*Excerpts from a dataset:*
····················

impl ApplicationHandler for AppState {
    fn resumed(&mut self, event_loop: &ActiveEventLoop) {
        if self.gfx.is_some() {
            return;
        }

        match self.init_graphics(event_loop) {
            Ok(gfx) => {
                let size = gfx.window.inner_size();
                let scale_factor = gfx.window.scale_factor();
                self.gfx = Some(gfx);
                self.apply_window_size(size, scale_factor);
            }
            Err(err) => {
                // Without a surface the layer mounts inert and there is nothing to show
                log::error!("Failed to set up graphics: {err:#}");
                self.exit_error = Some(err);
                event_loop.exit();
            }
        }
    }

    fn window_event(
        &mut self,
        event_loop: &ActiveEventLoop,
        _window_id: WindowId,
        event: WindowEvent,
    ) {
        if self.gfx.is_none() {
            return;
        }
        let scale_factor = self.scale_factor();

        match event {
            WindowEvent::CloseRequested => {
                self.unmount_layer();
                event_loop.exit();
            }

            WindowEvent::Resized(new_size) => self.apply_window_size(new_size, scale_factor),
            WindowEvent::ScaleFactorChanged { scale_factor, .. } => {
                // The physical size may stay the same, so no Resized follows
                if let Some(size) = self.gfx.as_ref().map(|gfx| gfx.window.inner_size()) {
                    self.apply_window_size(size, scale_factor);
                }
            }
            WindowEvent::KeyboardInput { event, .. } => {
                let wants_keyboard = self
                    .gfx
                    .as_ref()
                    .is_some_and(|gfx| gfx.egui.wants_keyboard_input());

                let handled = !wants_keyboard
                    && event.state == ElementState::Pressed
                    && !event.repeat
                    && match event.physical_key {
                        PhysicalKey::Code(code) => self.handle_key(event_loop, code),
                        PhysicalKey::Unidentified(_) => false,
                    };

                if !handled {
                    if let Some(gfx) = &mut self.gfx {
                        gfx.egui.key_event(&event);
                    }
                }
            }
            WindowEvent::ModifiersChanged(modifiers) => {
                if let Some(gfx) = &mut self.gfx {
                    gfx.egui.modifiers_event(modifiers);
                }
            }
            WindowEvent::MouseInput { state, button, .. } => {
                let position = self.mouse_position;
                if let Some(gfx) = &mut self.gfx {
                    gfx.egui.mouse_event(position, state, button);
                }
            }
            WindowEvent::CursorMoved { position, .. } => {
                self.mouse_position = Vec2::new(position.x as f32, position.y as f32);
                if let Some(gfx) = &mut self.gfx {
                    gfx.egui.mouse_motion(self.mouse_position);
                }

                let logical = position.to_logical::<f32>(scale_factor);
                self.dispatch(HostEvent::PointerMoved(Vec2::new(logical.x, logical.y)));
            }
            WindowEvent::CursorLeft { .. } => {
                if let Some(gfx) = &mut self.gfx {
                    gfx.egui.mouse_left();
                }
                self.dispatch(HostEvent::PointerLeft);
            }
            WindowEvent::RedrawRequested => self.redraw(),

            _ => (),
        }
    }

    fn about_to_wait(&mut self, _event_loop: &ActiveEventLoop) {
        if let Some(gfx) = &self.gfx {
            gfx.window.request_redraw();
        }
    }
}

#[cfg(test)]
mod tests {
    use super::*;

    #[test]
    fn window_host_tracks_listener_kinds() {
        let mut host = WindowHost::default();
        let resize = host.add_listener(ListenerKind::Resize);
        let moved = host.add_listener(ListenerKind::PointerMove);

        assert!(host.listens_to(ListenerKind::Resize));
        assert!(!host.listens_to(ListenerKind::PointerLeave));

        host.remove_listener(resize);
        assert!(!host.listens_to(ListenerKind::Resize));
        host.remove_listener(moved);
        assert!(host.listeners.is_empty());
    }

    #[test]
    fn window_host_keeps_only_latest_frame() {
        let mut host = WindowHost::default();
        let first = host.request_frame();
        let second = host.request_frame();

        host.cancel_frame(first);
        assert_eq!(host.take_frame(), Some(second));
        assert_eq!(host.take_frame(), None);
    }

    #[test]
    fn minimized_window_keeps_viewport_and_holds_frames() {
        let mut host = WindowHost::default();
        assert_eq!(
            host.resize(PhysicalSize::new(800, 600), 1.0),
            Some(Vec2::new(800.0, 600.0))
        );

        let mut layer =
            ParticleLayer::mount(&mut host, FieldConfig::default(), StdRng::seed_from_u64(1))
                .unwrap();
        let spawned = layer.field().particles().to_vec();

        assert_eq!(host.resize(PhysicalSize::new(0, 0), 1.0), None);
        assert_eq!(host.resize(PhysicalSize::new(800, 0), 1.0), None);
        assert_eq!(host.viewport, Some(Vec2::new(800.0, 600.0)));

        // ten minutes of redraws while minimized
        let mut canvas = DrawList::new();
        for _ in 0..36_000 {
            if let Some(frame) = host.take_frame() {
                layer.on_frame(&mut host, frame, &mut canvas);
            }
        }
        assert_eq!(layer.field().particles(), &spawned[..]);
        assert_eq!(layer.field().size(), Vec2::new(800.0, 600.0));

        // restoring resumes the held frame
        assert!(host.resize(PhysicalSize::new(800, 600), 1.0).is_some());
        let frame = host.take_frame().unwrap();
        assert!(layer.on_frame(&mut host, frame, &mut canvas));
        let near_origin = layer
            .field()
            .particles()
            .iter()
            .filter(|particle| particle.position.length() < 2.0)
            .count();
        assert!(near_origin < 5);
    }

    #[test]
    fn scale_change_updates_logical_viewport() {
        let mut host = WindowHost::default();
        host.resize(PhysicalSize::new(1600, 1200), 1.0);
        assert_eq!(
            host.resize(PhysicalSize::new(1600, 1200), 2.0),
            Some(Vec2::new(800.0, 600.0))
        );
        assert_eq!(host.viewport(), Some(Vec2::new(800.0, 600.0)));
    }

    #[test]
    fn layer_on_window_host_detaches_on_unmount() {
        let mut host = WindowHost {
            viewport: Some(Vec2::new(1024.0, 768.0)),
            ..Default::default()
        };
        let mut layer =
            ParticleLayer::mount(&mut host, FieldConfig::default(), StdRng::seed_from_u64(4))
                .unwrap();
        assert_eq!(host.listeners.len(), 3);

        layer.unmount(&mut host);
        assert!(host.listeners.is_empty());
        assert!(host.take_frame().is_none());
    }
}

····················

*WHAT IS REQUIRED:* What is the number of lines in the data that hold the word "egui"? Reply with that number and nothing else.

*WRITTEN ANSWER:* 6